If you can move the slide to the rear a considerable amount before the barrel starts to move it's time to replace both the slide and barrel. However a close inspection of the radial lugs will tell more about the amount of damage the gun now has.
If the damage is severe enough and you don't replace the slide and barrel, as things get worse the gun will lock up from the barrel and slide being jamed together and it may even shear the lower lug completely from the barrel.
If I was you I would have the smith you use explain the three phases of barrel timing and the procedures that's used to correct them. If he can't you might want to look for a new smith.
Regards
Bob Hunter
www.huntercustoms.com

Too many questions
February 25, 2008, 07:46 PM
Thanks for the info!

When looking at a NIB 1911, how much slide movement would you say is acceptable before the barrel begins to move? I can see now that it is important to be sure that the link is dropping the barrel enough so that the slide and barrel lugs are clear of one another before the barrel hits the frame.
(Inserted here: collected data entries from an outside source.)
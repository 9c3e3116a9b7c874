use chrono_tz::Tz;
use serde::{Deserialize, Serialize};
use std::fs;
use std::path::Path;
use std::time::Duration;
use tracing::info;

use crate::constants;
use crate::error::{AggregatorError, Result};
use crate::pipeline::RetryPolicy;

/// Raw-record fields an event must carry to survive validation.
#[derive(Debug, Clone, Copy, PartialEq, Eq, Hash, Serialize, Deserialize)]
#[serde(rename_all = "snake_case")]
pub enum RequiredField {
    Id,
    Title,
    VenueName,
    StartTime,
    EndTime,
    DescriptionStripped,
    ShareUrl,
    HubPageImageUrl,
}

impl RequiredField {
    /// Key of this field in a raw source record.
    pub fn key(&self) -> &'static str {
        match self {
            RequiredField::Id => "id",
            RequiredField::Title => "title",
            RequiredField::VenueName => "venue_name",
            RequiredField::StartTime => "start_time",
            RequiredField::EndTime => "end_time",
            RequiredField::DescriptionStripped => "description_stripped",
            RequiredField::ShareUrl => "share_url",
            RequiredField::HubPageImageUrl => "hub_page_image_url",
        }
    }
}

/// What to do with an event whose venue could not be geocoded.
#[derive(Debug, Clone, Copy, PartialEq, Eq, Default, Serialize, Deserialize)]
#[serde(rename_all = "snake_case")]
pub enum GeocodeFailurePolicy {
    /// Keep the event without coordinates.
    #[default]
    Retain,
    /// Remove the event from its bucket.
    Drop,
}

/// Everything the orchestrator needs, validated once at startup.
#[derive(Debug, Clone, PartialEq, Serialize, Deserialize)]
#[serde(default)]
pub struct PipelineConfig {
    pub days: u32,
    pub timezone: Tz,
    pub fetch_delay_ms: u64,
    pub geocode_delay_ms: u64,
    pub request_timeout_secs: u64,
    pub categorize_timeout_secs: u64,
    pub max_retries: u32,
    pub retry_backoff_ms: u64,
    /// Extra categorization attempts after a malformed response.
    pub categorization_retries: u32,
    pub required_fields: Vec<RequiredField>,
    pub excluded_categories: Vec<String>,
    pub geocode_failure: GeocodeFailurePolicy,
    /// Appended to venue names when an event has no street address.
    pub geocode_region: String,
    pub publish_path: String,
    pub publish_conflict_retries: u32,
    pub publish_retry_backoff_ms: u64,
}

impl Default for PipelineConfig {
    fn default() -> Self {
        Self {
            days: 7,
            timezone: chrono_tz::America::Toronto,
            fetch_delay_ms: 5_000,
            geocode_delay_ms: 10,
            request_timeout_secs: 30,
            categorize_timeout_secs: 120,
            max_retries: 2,
            retry_backoff_ms: 500,
            categorization_retries: 1,
            required_fields: vec![
                RequiredField::Id,
                RequiredField::VenueName,
                RequiredField::StartTime,
                RequiredField::EndTime,
                RequiredField::DescriptionStripped,
                RequiredField::Title,
                RequiredField::ShareUrl,
                RequiredField::HubPageImageUrl,
            ],
            excluded_categories: constants::DEFAULT_EXCLUDED_CATEGORIES
                .iter()
                .map(|c| c.to_string())
                .collect(),
            geocode_failure: GeocodeFailurePolicy::Retain,
            geocode_region: constants::DEFAULT_GEOCODE_REGION.to_string(),
            publish_path: constants::DEFAULT_PUBLISH_PATH.to_string(),
            publish_conflict_retries: 1,
            publish_retry_backoff_ms: 1_000,
        }
    }
}

impl PipelineConfig {
    pub fn validate(&self) -> Result<()> {
        if !(1..=14).contains(&self.days) {
            return Err(AggregatorError::Config(format!(
                "days must be between 1 and 14, got {}",
                self.days
            )));
        }
        if self.max_retries > 2 {
            return Err(AggregatorError::Config(format!(
                "max_retries must be at most 2, got {}",
                self.max_retries
            )));
        }
        if self.categorization_retries > 2 || self.publish_conflict_retries > 2 {
            return Err(AggregatorError::Config(
                "categorization_retries and publish_conflict_retries must be at most 2".to_string(),
            ));
        }
        if self.request_timeout_secs == 0 || self.categorize_timeout_secs == 0 {
            return Err(AggregatorError::Config("timeouts must be non-zero".to_string()));
        }
        for needed in [RequiredField::Title, RequiredField::VenueName, RequiredField::StartTime] {
            if !self.required_fields.contains(&needed) {
                return Err(AggregatorError::Config(format!(
                    "required_fields must include {}",
                    needed.key()
                )));
            }
        }
        if self.excluded_categories.iter().any(|c| c.trim().is_empty()) {
            return Err(AggregatorError::Config(
                "excluded_categories must not contain empty names".to_string(),
            ));
        }
        if self.publish_path.trim().is_empty() {
            return Err(AggregatorError::Config("publish_path must not be empty".to_string()));
        }
        Ok(())
    }

    pub fn fetch_delay(&self) -> Duration {
        Duration::from_millis(self.fetch_delay_ms)
    }

    pub fn geocode_delay(&self) -> Duration {
        Duration::from_millis(self.geocode_delay_ms)
    }

    pub fn retry_policy(&self) -> RetryPolicy {
        RetryPolicy::new(
            self.max_retries,
            Duration::from_secs(self.request_timeout_secs),
            Duration::from_millis(self.retry_backoff_ms),
        )
    }

    /// Policy for the categorizer: longer timeout, malformed-response retry budget.
    pub fn categorize_policy(&self) -> RetryPolicy {
        self.retry_policy()
            .with_timeout(Duration::from_secs(self.categorize_timeout_secs))
            .with_max_retries(self.categorization_retries)
    }

    pub fn publish_retry_backoff(&self) -> Duration {
        Duration::from_millis(self.publish_retry_backoff_ms)
    }
}

#[derive(Debug, Clone, PartialEq, Serialize, Deserialize)]
#[serde(default)]
pub struct ServiceConfig {
    pub events_api_base: String,
    pub geocode_api_base: String,
    pub weather_api_base: String,
    pub weather_location: String,
    pub anthropic_api_base: String,
    pub anthropic_model: String,
    pub anthropic_max_tokens: u32,
    pub anthropic_temperature: f32,
    pub github_api_base: String,
    pub github_repo: String,
}

impl Default for ServiceConfig {
    fn default() -> Self {
        Self {
            events_api_base: constants::BLOGTO_API_BASE.to_string(),
            geocode_api_base: constants::GOOGLE_GEOCODE_API_BASE.to_string(),
            weather_api_base: constants::WEATHER_API_BASE.to_string(),
            weather_location: constants::DEFAULT_WEATHER_LOCATION.to_string(),
            anthropic_api_base: constants::ANTHROPIC_API_BASE.to_string(),
            anthropic_model: constants::DEFAULT_ANTHROPIC_MODEL.to_string(),
            anthropic_max_tokens: 64_000,
            anthropic_temperature: 0.1,
            github_api_base: constants::GITHUB_API_BASE.to_string(),
            github_repo: constants::DEFAULT_PUBLISH_REPO.to_string(),
        }
    }
}

/// API credentials, read from the environment only.
#[derive(Clone, Default)]
pub struct Credentials {
    pub google_maps_api_key: String,
    pub weather_api_key: String,
    pub anthropic_api_key: String,
    pub github_token: Option<String>,
}

impl std::fmt::Debug for Credentials {
    fn fmt(&self, f: &mut std::fmt::Formatter<'_>) -> std::fmt::Result {
        f.debug_struct("Credentials")
            .field("google_maps_api_key", &"***")
            .field("weather_api_key", &"***")
            .field("anthropic_api_key", &"***")
            .field("github_token", &self.github_token.as_ref().map(|_| "***"))
            .finish()
    }
}

impl Credentials {
    /// Read credentials through `lookup`. Every missing variable is reported
    /// in one error. The GitHub token is only required when publishing remotely.
    pub fn from_lookup<F>(lookup: F, require_github: bool) -> Result<Self>
    where
        F: Fn(&str) -> Option<String>,
    {
        let mut missing = Vec::new();
        let mut read = |name: &str| -> String {
            match lookup(name).filter(|v| !v.trim().is_empty()) {
                Some(v) => v,
                None => {
                    missing.push(name.to_string());
                    String::new()
                }
            }
        };

        let google_maps_api_key = read(constants::GOOGLE_MAPS_API_KEY);
        let weather_api_key = read(constants::WEATHER_API_KEY);
        let anthropic_api_key = read(constants::ANTHROPIC_API_KEY);
        let github_token = if require_github {
            Some(read(constants::GITHUB_TOKEN))
        } else {
            lookup(constants::GITHUB_TOKEN).filter(|v| !v.trim().is_empty())
        };

        if !missing.is_empty() {
            return Err(AggregatorError::MissingEnv(missing));
        }
        Ok(Self { google_maps_api_key, weather_api_key, anthropic_api_key, github_token })
    }

    pub fn from_env(require_github: bool) -> Result<Self> {
        Self::from_lookup(|name| std::env::var(name).ok(), require_github)
    }
}

#[derive(Debug, Clone, PartialEq, Default, Serialize, Deserialize)]
#[serde(default)]
pub struct Config {
    pub pipeline: PipelineConfig,
    pub services: ServiceConfig,
}

impl Config {
    /// Load from a TOML file. A missing file at the default path falls back to
    /// built-in defaults; an explicitly requested file must exist.
    pub fn load(path: Option<&Path>) -> Result<Self> {
        let (config_path, explicit) = match path {
            Some(p) => (p, true),
            None => (Path::new(constants::DEFAULT_CONFIG_PATH), false),
        };

        let config = if config_path.exists() {
            let content = fs::read_to_string(config_path).map_err(|e| {
                AggregatorError::Config(format!(
                    "Failed to read config file '{}': {}",
                    config_path.display(),
                    e
                ))
            })?;
            info!("Loaded configuration from {}", config_path.display());
            Self::from_toml(&content)?
        } else if explicit {
            return Err(AggregatorError::Config(format!(
                "Config file '{}' does not exist",
                config_path.display()
            )));
        } else {
            Self::default()
        };

        config.pipeline.validate()?;
        Ok(config)
    }

    pub fn from_toml(content: &str) -> Result<Self> {
        Ok(toml::from_str(content)?)
    }
}
use async_trait::async_trait;
use chrono::NaiveDate;
use std::collections::HashMap;

use crate::error::PortError;
use crate::types::{Coordinates, RawEvent, WeatherSummary};

/// Source of raw event listings, one call per calendar date.
#[async_trait]
pub trait EventSourcePort: Send + Sync {
    async fn fetch_events(&self, date: NaiveDate) -> Result<Vec<RawEvent>, PortError>;
}

/// Resolves an address query to coordinates. `Ok(None)` means the service
/// answered but found nothing.
#[async_trait]
pub trait GeocoderPort: Send + Sync {
    async fn geocode(&self, address: &str) -> Result<Option<Coordinates>, PortError>;
}

#[async_trait]
pub trait WeatherPort: Send + Sync {
    async fn fetch_weather(&self, date: NaiveDate) -> Result<WeatherSummary, PortError>;
}

/// One event as presented to the categorizer.
#[derive(Debug, Clone, PartialEq, Eq)]
pub struct CategorizationItem {
    pub id: String,
    pub title: String,
    pub description: String,
}

/// Labels a whole batch of events in a single request. A response that cannot
/// be read as an id -> category mapping is a `PortError::Malformed`.
#[async_trait]
pub trait CategorizerPort: Send + Sync {
    async fn categorize(
        &self,
        batch: &[CategorizationItem],
    ) -> Result<HashMap<String, String>, PortError>;
}

/// Opaque token identifying the current revision of a published file.
#[derive(Debug, Clone, PartialEq, Eq, Hash)]
pub struct VersionToken(pub String);

impl std::fmt::Display for VersionToken {
    fn fmt(&self, f: &mut std::fmt::Formatter<'_>) -> std::fmt::Result {
        f.write_str(&self.0)
    }
}

#[derive(Debug, Clone, PartialEq, Eq)]
pub enum WriteOutcome {
    /// The content was stored; the token identifies the new revision.
    Written(VersionToken),
    /// The expected token no longer matches the stored revision.
    Conflict,
}

/// Remote file store with compare-and-swap writes.
#[async_trait]
pub trait PublisherPort: Send + Sync {
    async fn read_current_version(&self, path: &str) -> Result<Option<VersionToken>, PortError>;

    /// Writes `content` at `path`. With `expected == None` the file must not
    /// exist yet; otherwise `expected` must match the current revision.
    async fn write(
        &self,
        path: &str,
        content: &str,
        expected: Option<&VersionToken>,
    ) -> Result<WriteOutcome, PortError>;
}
At least I THINK I understand that now...

Hunter Customs
February 27, 2008, 01:26 PM
You ask what's acceptable as for slide movement before the barrel begins to move, my answer is none. The slide and barrel should start their rearword movement at the same time.
There's much more involved then just the barrel link when timing a 1911.
Regards
Bob Hunter
www.huntercustoms.com

Too many questions
February 27, 2008, 01:58 PM
Thanks, that's what I suspected. Is it difficult to find a factory barrel fit that is acceptable?

Hunter Customs
February 28, 2008, 09:06 AM
I think most factory barrels would be considered as having an acceptable fit.
That being said I have corrected timing issues in factory produced guns.
Regards
Bob Hunter

brickeyee
February 28, 2008, 09:13 AM
Older military guns had the final 'fitting' done with proof loads.

It only took a couple to get almost complete lockup on all the barrel lugs.
The fitting got 2 out of 3 typically, and the final lug was 'moved' by the proof load.

I do not think anyone does this now though.

Too many questions
February 28, 2008, 11:49 AM
Thanks for all the info. I may have to consider the new Colt 70 Series.